Free-riders in Federated Learning: Attacks and Defenses
Jierui Lin, Min Du, Jian Liu

TL;DR
This paper introduces the concept of free rider attacks in federated learning, demonstrating how malicious clients can deceive the system without local data, and proposes a high-dimensional detection method called STD-DAGMM to counter these attacks.
Contribution
It is the first to define free rider attacks in federated learning, analyze potential attack strategies, and develop a novel detection method for such adversarial behaviors.
Findings
Proposed the concept of free rider attacks in federated learning.
Developed the STD-DAGMM anomaly detection method.

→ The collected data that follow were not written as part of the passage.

//! Synthetic latency windows for each degradation pattern
//!
//! Generates raw samples window by window so the whole pipeline
//! (`stats` → `classify`) can be exercised end to end. The classifier never
//! depends on this module; tests of the classifier use fixed fixtures.
//!
//! Per window index `w`:
//!
//! - `Steady`: `U(base_min, base_max) + U(-jitter, jitter)`
//! - `SlowDrift`: the steady sample `+ w * drift_step`
//! - `VarianceExplosion`: centre of the base range `± U(spread)`, where the
//!   spread doubles every window
//! - `TailOnly`: centre `+ U(-jitter, jitter)`, with [`TAIL_FRACTION`] of
//!   samples pushed out by `2 * w * drift_step`

use crate::classify::{ClassifyError, Result};
use clap::ValueEnum;
use rand::rngs::StdRng;
use rand::{Rng, SeedableRng};
use serde::{Deserialize, Serialize};

/// Share of samples that land in the degrading tail for `TailOnly`
pub const TAIL_FRACTION: f64 = 0.06;

/// Upper bound on `windows`; the variance spread doubles per window
pub const MAX_WINDOWS: usize = 64;

/// Degradation shape to synthesize
#[derive(Debug, Clone, Copy, PartialEq, Eq, Serialize, Deserialize, ValueEnum)]
#[serde(rename_all = "kebab-case")]
pub enum Scenario {
    SlowDrift,
    VarianceExplosion,
    TailOnly,
    Steady,
}

/// Parameters for synthetic window generation
///
/// # Example
/// ```
/// use iris::simulation::SimulationConfig;
///
/// let config = SimulationConfig::default();
/// assert_eq!(config.windows, 4);
/// assert_eq!(config.samples_per_window, 120);
/// assert!(config.validate().is_ok());
/// ```
#[derive(Debug, Clone, PartialEq, Serialize, Deserialize)]
#[serde(default)]
pub struct SimulationConfig {
    /// Number of consecutive windows
    pub windows: usize,

    /// Samples drawn per window
    pub samples_per_window: usize,

    /// Lower bound of the uniform baseline latency (ms)
    pub base_min: f64,

    /// Upper bound of the uniform baseline latency (ms)
    pub base_max: f64,

    /// Half-width of the uniform per-sample jitter (ms)
    pub jitter: f64,

    /// Latency added per window for drifting scenarios (ms)
    pub drift_step: f64,

    /// Seed for reproducible runs; `None` draws from OS entropy
    pub seed: Option<u64>,
}

impl Default for SimulationConfig {
    fn default() -> Self {
        Self {
            windows: 4,
            samples_per_window: 120,
            base_min: 20.0,
            base_max: 50.0,
            jitter: 2.0,
            drift_step: 3.0,
            seed: None,
        }
    }
}

impl SimulationConfig {
    /// Parse a TOML document; missing keys take their defaults
    pub fn from_toml_str(input: &str) -> std::result::Result<Self, toml::de::Error> {
        toml::from_str(input)
    }

    /// Validate configuration
    pub fn validate(&self) -> std::result::Result<(), String> {
        if self.windows < 2 || self.windows > MAX_WINDOWS {
            return Err(format!(
                "windows must be >= 2 and <= {}, got {}",
                MAX_WINDOWS, self.windows
            ));
        }

        if self.samples_per_window < 2 {
            return Err(format!(
                "samples_per_window must be >= 2, got {}",
                self.samples_per_window
            ));
        }

        for (field, value) in [
            ("base_min", self.base_min),
            ("base_max", self.base_max),
            ("jitter", self.jitter),
            ("drift_step", self.drift_step),
        ] {
            if !value.is_finite() {
                return Err(format!("{} must be finite, got {}", field, value));
            }
        }

        if self.base_min < 0.0 || self.base_min >= self.base_max {
            return Err(format!(
                "base range must satisfy 0 <= base_min < base_max, got [{}, {}]",
                self.base_min, self.base_max
            ));
        }

        if self.jitter < 0.0 {
            return Err(format!("jitter must be non-negative, got {}", self.jitter));
        }

        if self.drift_step < 0.0 {
            return Err(format!(
                "drift_step must be non-negative, got {}",
                self.drift_step
            ));
        }

        // Sampling draws from [-spread, spread]; its width must stay finite
        let widest = 2.0 * variance_spread(self.jitter, self.windows - 1);
        if widest.is_infinite() {
            return Err(format!(
                "jitter {} overflows the variance spread over {} windows",
                self.jitter, self.windows
            ));
        }

        Ok(())
    }
}

fn variance_spread(jitter: f64, window: usize) -> f64 {
    jitter.max(1.0) * 2f64.powi(window as i32)
}

fn uniform(rng: &mut StdRng, half_width: f64) -> f64 {
    if half_width > 0.0 {
        rng.gen_range(-half_width..=half_width)
    } else {
        0.0
    }
}

fn sample(rng: &mut StdRng, scenario: Scenario, window: usize, config: &SimulationConfig) -> f64 {
    let w = window as f64;
    let jitter = uniform(rng, config.jitter);

    let value = match scenario {
        Scenario::SlowDrift => {
            rng.gen_range(config.base_min..config.base_max) + w * config.drift_step + jitter
        }
        Scenario::Steady => rng.gen_range(config.base_min..config.base_max) + jitter,
        Scenario::VarianceExplosion => {
            let centre = (config.base_min + config.base_max) / 2.0;
            centre + uniform(rng, variance_spread(config.jitter, window))
        }
        Scenario::TailOnly => {
            let centre = (config.base_min + config.base_max) / 2.0;
            let tail = if rng.gen_bool(TAIL_FRACTION) {
                2.0 * w * config.drift_step
            } else {
                0.0
            };
            centre + jitter + tail
        }
    };

    value.max(0.0)
}

/// Generate `config.windows` windows of raw latency samples
pub fn simulate(scenario: Scenario, config: &SimulationConfig) -> Result<Vec<Vec<f64>>> {
    config.validate().map_err(ClassifyError::InvalidInput)?;

    let mut rng = match config.seed {
        Some(seed) => StdRng::seed_from_u64(seed),
        None => StdRng::from_entropy(),
    };

    tracing::debug!(
        ?scenario,
        windows = config.windows,
        samples_per_window = config.samples_per_window,
        seed = ?config.seed,
        "simulating latency windows"
    );

    let windows: Vec<Vec<f64>> = (0..config.windows)
        .map(|window| {
            (0..config.samples_per_window)
                .map(|_| sample(&mut rng, scenario, window, config))
                .collect()
        })
        .collect();

    Ok(windows)
}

Extended analysis to include multiple free riders and differential privacy.
Abstract
Federated learning is a recently proposed paradigm that enables multiple clients to collaboratively train a joint model. It allows clients to train models locally, and leverages the parameter server to generate a global model by aggregating the locally submitted gradient updates at each round. Although the incentive model for federated learning has not been fully developed, it is supposed that participants are able to get rewards or the privilege to use the final global model, as a compensation for taking efforts to train the model. Therefore, a client who does not have any local data has the incentive to construct local gradient updates in order to deceive for rewards. In this paper, we are the first to propose the notion of free rider attacks, to explore possible ways that an attacker may construct gradient updates, without any local training data. Furthermore, we explore possible…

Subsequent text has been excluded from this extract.